Рузвельта особенно встревожило отношение Сталина к Варшавскому восстанию 1 августа — 2 октября 1944 года, организованному представителями польского эмигрантского правительства в Лондоне. Несмотря на героическое сопротивление варшавян, оно было подавлено, а Варшава почти полностью разрушена гитлеровцами. Рузвельт и Черчилль обращались к Сталину с просьбой хотя бы разрешить американским и английским транспортным самолетам посадку на советской территории после того, как они сбросят повстанцам оружие, боеприпасы и продовольствие, но получили отказ: «Рано или поздно, но правда о кучке преступников, затеявших ради захвата власти варшавскую авантюру, станет всем известна. Эти люди использовали доверчивость варшавян, бросив многих почти безоружных людей под немецкие пушки, танки и авиацию. Создалось положение, когда каждый новый день используется не поляками для дела освобождения Варшавы, а гитлеровцами, бесчеловечно истребляющими жителей Варшавы» {717}. В это время Сталин готовил находившийся в Люблине просоветский Польский комитет национального освобождения (ПКНО) к превращению в варшавское правительство. Как показали современные исследования, за поражение восстания несут ответственность и советская сторона, не оказавшая ему никакой помощи, и англо-американские политики, пытавшиеся использовать плохо подготовленное выступление для предотвращения создания в Польше коммунистической власти.
Посол США в Москве А. Гарриман информировал президента о потрясающих переменах в отношении к американцам, находящимся в советской столице. Всё становится проблемой, докладывал Гарриман, начиная с выездных виз для русских женщин, вышедших замуж за граждан Соединенных Штатов, и завершая отказом помочь в розыске американских военнопленных в занятой советскими войсками Румынии {718}.
С реалиями приходилось считаться. 11 января 1945 года на встрече с лидерами фракций обеих партий в сенате Рузвельт искренне делился с парламентариями своими опасениями. Русские, говорил он, обладают всей властью в Восточной Европе. Идти на разрыв с ними нельзя, необходимо использовать все возможные политические каналы, все пути влияния, чтобы улучшить ситуацию {719}. Совершенно очевидно, что президент размышлял о способах оказать давление на Сталина во время второй встречи «большой тройки».

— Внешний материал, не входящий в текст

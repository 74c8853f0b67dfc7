use cgmath::{EuclideanSpace, InnerSpace, Matrix4, Point3, Rad, Vector3, perspective};
use winit::event::{MouseScrollDelta, WindowEvent};

use crate::config::CameraConfig;

#[rustfmt::skip]
pub const OPENGL_TO_WGPU_MATRIX: Matrix4<f32> = Matrix4::new(
    1.0, 0.0, 0.0, 0.0,
    0.0, 1.0, 0.0, 0.0,
    0.0, 0.0, 0.5, 0.0,
    0.0, 0.0, 0.5, 1.0,
);

const MIN_PITCH: f32 = -0.2;
const MAX_PITCH: f32 = 1.45;
/// Pixels of touchpad scroll that count as one wheel line.
const PIXELS_PER_LINE: f32 = 40.0;

/// Third person camera orbiting a target.
///
/// Yaw 0 puts the camera on the +Z side of the target looking towards -Z.
#[derive(Debug, Clone)]
pub struct FollowCamera {
    yaw: f32,
    pitch: f32,
    distance: f32,
    min_distance: f32,
    max_distance: f32,
    follow_multiplier: f32,
    drag_sensitivity: f32,
    position: Point3<f32>,
    look_at: Point3<f32>,
}

impl FollowCamera {
    /// Starts at the configured position looking at the origin; the orbit
    /// angles are taken from that start position.
    pub fn new(config: &CameraConfig) -> Self {
        let [x, y, z] = config.start_position;
        let offset = Vector3::new(x, y, z);
        let horizontal = (x * x + z * z).sqrt();
        Self {
            yaw: x.atan2(z),
            pitch: y.atan2(horizontal).clamp(MIN_PITCH, MAX_PITCH),
            distance: config
                .init_distance
                .clamp(config.min_distance, config.max_distance),
            min_distance: config.min_distance,
            max_distance: config.max_distance,
            follow_multiplier: config.follow_multiplier,
            drag_sensitivity: config.drag_sensitivity,
            position: Point3::from_vec(offset),
            look_at: Point3::origin(),
        }
    }

    pub fn yaw(&self) -> f32 {
        self.yaw
    }

    pub fn pitch(&self) -> f32 {
        self.pitch
    }

    pub fn distance(&self) -> f32 {
        self.distance
    }

    pub fn position(&self) -> Point3<f32> {
        self.position
    }

    /// Horizontal unit vector the camera looks along.
    pub fn forward(&self) -> Vector3<f32> {
        Vector3::new(-self.yaw.sin(), 0.0, -self.yaw.cos())
    }

    /// Horizontal unit vector to the camera's right.
    pub fn right(&self) -> Vector3<f32> {
        Vector3::new(self.yaw.cos(), 0.0, -self.yaw.sin())
    }

    pub fn handle_drag(&mut self, dx: f64, dy: f64) {
        self.yaw -= dx as f32 * self.drag_sensitivity;
        self.pitch = (self.pitch + dy as f32 * self.drag_sensitivity).clamp(MIN_PITCH, MAX_PITCH);
    }

    /// Positive steps move closer.
    pub fn zoom(&mut self, steps: f32) {
        self.distance = (self.distance - steps).clamp(self.min_distance, self.max_distance);
    }

    pub fn handle_window_event(&mut self, event: &WindowEvent) {
        if let WindowEvent::MouseWheel { delta, .. } = event {
            let steps = match delta {
                MouseScrollDelta::LineDelta(_, y) => *y,
                MouseScrollDelta::PixelDelta(position) => position.y as f32 / PIXELS_PER_LINE,
            };
            self.zoom(steps);
        }
    }

    fn orbit_offset(&self) -> Vector3<f32> {
        let (sin_pitch, cos_pitch) = self.pitch.sin_cos();
        Vector3::new(
            cos_pitch * self.yaw.sin(),
            sin_pitch,
            cos_pitch * self.yaw.cos(),
        ) * self.distance
    }

    /// Eases towards the orbit position around `target`.
    pub fn update(&mut self, target: Point3<f32>, dt: f32) {
        let t = 1.0 - (-self.follow_multiplier * dt).exp();
        let desired = target + self.orbit_offset();
        self.position += (desired - self.position) * t;
        self.look_at += (target - self.look_at) * t;
    }

    /// Jumps straight to the orbit position around `target`.
    pub fn snap(&mut self, target: Point3<f32>) {
        self.position = target + self.orbit_offset();
        self.look_at = target;
    }

    pub fn view_matrix(&self) -> Matrix4<f32> {
        let mut eye = self.position;
        if (self.look_at - eye).magnitude2() < f32::EPSILON {
            eye += Vector3::unit_z() * self.min_distance;
        }
        Matrix4::look_at_rh(eye, self.look_at, Vector3::unit_y())
    }
}

#[derive(Debug, Clone)]
pub struct Projection {
    aspect: f32,
    fovy: Rad<f32>,
    znear: f32,
    zfar: f32,
}

impl Projection {
    pub fn new<F: Into<Rad<f32>>>(width: u32, height: u32, fovy: F, znear: f32, zfar: f32) -> Self {
        Self {
            aspect: width as f32 / height.max(1) as f32,
            fovy: fovy.into(),
            znear,
            zfar,
        }
    }

    pub fn resize(&mut self, width: u32, height: u32) {
        self.aspect = width as f32 / height.max(1) as f32;
    }

    pub fn calc_matrix(&self) -> Matrix4<f32> {
        OPENGL_TO_WGPU_MATRIX * perspective(self.fovy, self.aspect, self.znear, self.zfar)
    }
}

Двадцатого января состоялась инаугурация. В связи с состоянием здоровья президента она впервые проводилась не на Капитолийском холме, перед зданием конгресса, а на лужайке Белого дома. Также впервые не было военного парада — решили, что в условиях войны устраивать его слишком дорого. Речь Рузвельта продолжалась всего пять минут. Ключевыми в ней были слова, сказанные когда-то американским поэтом и философом XIX века Ральфом Эмерсоном. Рузвельт обратился к нации: «Мы научились быть гражданами мира, членами человеческого сообщества. Мы научились простой истине, которую сформулировал Эмерсон: единственный путь иметь друзей — это быть другом» {720}.
Через два дня после инаугурации президент тайно покинул Белый дом и из военной гавани Ньюпорт-Ньюс на крейсере «Куинси» вновь отправился за океан в сопровождении большой группы государственных деятелей, в том числе сотрудников Госдепартамента во главе с Стеттиниусом [44].
Вместе с Рузвельтом находилась и дочь Анна — теперь, учитывая состояние его здоровья, крайне необходимо было постоянное присутствие не только врачей, но и кого-либо из членов семьи. Да и Анну отец выделял из всех детей, считал ее по-особому близкой, — может быть, потому, что она была его первым ребенком и единственной дочерью. Теперь, когда рядом с Рузвельтом не было таких помощников, советчиков и собеседников, как Луис Хоув и Мисси Лихэнд, их место в значительной мере заняла дочь, понимавшая его с полуслова.
Тридцатого января на корабле отметили 63-й день рождения Рузвельта. Изобретательная Анна придумала своеобразный подарок: вечером к ужину были поданы три небольших торта, символизировавших три президентских срока, затем, после паузы, еще один, больший по размеру, и, наконец, после еще одной паузы, самый маленький, на котором кремом был нарисован вопросительный знак — намек на пятое президентство. Разумеется, это была лишь попытка приободрить отца. Анна, женщина разумная, безусловно чувствовала, что он вряд ли доживет до завершения четвертого срока.
Второго февраля крейсер прибыл в столицу Мальты Валлетту. Здесь к команде Рузвельта присоединился Черчилль со всем своим штабом. Несмотря на накопившиеся разногласия между двумя лидерами, ибо Черчилль не желал расставаться с британскими имперскими амбициями, а Рузвельт стремился к фактическому разрушению империи и резкому усилению мирового влияния США, состоялся почти семейный ужин, на котором присутствовала не только Анна, но и дочери британского премьера Сара и Кэтлин.